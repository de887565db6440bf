// SPDX-License-Identifier: MIT
//! Sink chain: anything that accepts a finished record.
//!
//! Sinks form a small chain of responsibility. [`JsonSink`] is the terminal
//! stage writing JSON lines; [`TraceSink`] is a decorator that stamps trace
//! identifiers onto each record before forwarding; [`MemorySink`] collects
//! records in memory for assertions in tests.

use crate::level::Severity;
use crate::record::Record;
use opentelemetry::trace::TraceContextExt;
use opentelemetry::Context;
use std::io::{self, Write};
use std::sync::{Arc, Mutex, PoisonError};

/// A stage in the record pipeline.
///
/// `enabled` is the cheap pre-flight check consulted before a record is even
/// built; `emit` consumes the finished record. Decorators forward both calls
/// to the next stage after performing their own concern.
pub trait Sink: Send + Sync {
    /// Whether a record at `severity` would be emitted.
    fn enabled(&self, severity: Severity) -> bool;

    /// Handle one record. `cx` is the caller's request context, carried so
    /// decorators can consult the active span at emission time.
    fn emit(&self, cx: &Context, record: Record);
}

/// Canonical hex identifiers of the span bound to `cx`, or `None` when the
/// context carries no span or an invalid one.
///
/// A span context is valid only when both the trace identifier and the span
/// identifier are non-zero; a context that never had a span attached yields
/// the no-op span, which is invalid. Absence of a valid span is an expected,
/// silent condition, not an error.
pub fn span_identifiers(cx: &Context) -> Option<(String, String)> {
    let span = cx.span();
    let span_context = span.span_context();
    if span_context.is_valid() {
        Some((
            span_context.trace_id().to_string(),
            span_context.span_id().to_string(),
        ))
    } else {
        None
    }
}

/// Terminal sink writing one JSON object per line, suppressing records below
/// its severity threshold.
///
/// Each record is serialized to a buffer first and written with a single
/// locked call, so lines from concurrent emitters never interleave. Write and
/// serialization failures are swallowed; logging never surfaces I/O errors to
/// the caller.
pub struct JsonSink {
    threshold: Severity,
    writer: Mutex<Box<dyn Write + Send>>,
}

impl JsonSink {
    /// Sink writing to standard output.
    pub fn stdout(threshold: Severity) -> Self {
        Self::with_writer(threshold, Box::new(io::stdout()))
    }

    /// Sink writing to an arbitrary writer. Useful for tests and for services
    /// that redirect their log stream.
    pub fn with_writer(threshold: Severity, writer: Box<dyn Write + Send>) -> Self {
        Self {
            threshold,
            writer: Mutex::new(writer),
        }
    }
}

impl Sink for JsonSink {
    fn enabled(&self, severity: Severity) -> bool {
        severity >= self.threshold
    }

    fn emit(&self, _cx: &Context, record: Record) {
        if !self.enabled(record.severity) {
            return;
        }
        if let Ok(mut line) = serde_json::to_vec(&record) {
            line.push(b'\n');
            let mut writer = self.writer.lock().unwrap_or_else(PoisonError::into_inner);
            let _ = writer.write_all(&line);
        }
    }
}

/// Decorator that injects `trace_id` and `span_id` from the caller's context.
///
/// Evaluated per record: each emission consults the span active in the context
/// passed to that log call. When the span context is invalid the record passes
/// through untouched. Severity and message are never altered.
pub struct TraceSink<S> {
    inner: S,
}

impl<S> TraceSink<S> {
    /// Wrap the next stage of the chain.
    pub fn new(inner: S) -> Self {
        Self { inner }
    }
}

impl<S: Sink> Sink for TraceSink<S> {
    fn enabled(&self, severity: Severity) -> bool {
        self.inner.enabled(severity)
    }

    fn emit(&self, cx: &Context, mut record: Record) {
        if let Some((trace_id, span_id)) = span_identifiers(cx) {
            record.push_field("trace_id", trace_id);
            record.push_field("span_id", span_id);
        }
        self.inner.emit(cx, record);
    }
}

/// Sink that retains records in memory instead of encoding them.
///
/// Cloning shares the underlying store, so a test can keep one handle and hand
/// another to a [`Logger`](crate::Logger).
#[derive(Clone)]
pub struct MemorySink {
    threshold: Severity,
    records: Arc<Mutex<Vec<Record>>>,
}

impl MemorySink {
    pub fn new(threshold: Severity) -> Self {
        Self {
            threshold,
            records: Arc::new(Mutex::new(Vec::new())),
        }
    }

    /// Snapshot of everything emitted so far.
    pub fn records(&self) -> Vec<Record> {
        self.records
            .lock()
            .unwrap_or_else(PoisonError::into_inner)
            .clone()
    }
}

impl Default for MemorySink {
    fn default() -> Self {
        Self::new(Severity::Debug)
    }
}

impl Sink for MemorySink {
    fn enabled(&self, severity: Severity) -> bool {
        severity >= self.threshold
    }

    fn emit(&self, _cx: &Context, record: Record) {
        if !self.enabled(record.severity) {
            return;
        }
        self.records
            .lock()
            .unwrap_or_else(PoisonError::into_inner)
            .push(record);
    }
}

# What the exercise asks:
In the listing above, find the line with "identifiers onto each" and the line with "use opentelemetry::Context;". Output those two lines and every line between them, exactly as written.

# Response to the exercise:
//! identifiers onto each record before forwarding; [`MemorySink`] collects
//! records in memory for assertions in tests.

use crate::level::Severity;
use crate::record::Record;
use opentelemetry::trace::TraceContextExt;
use opentelemetry::Context;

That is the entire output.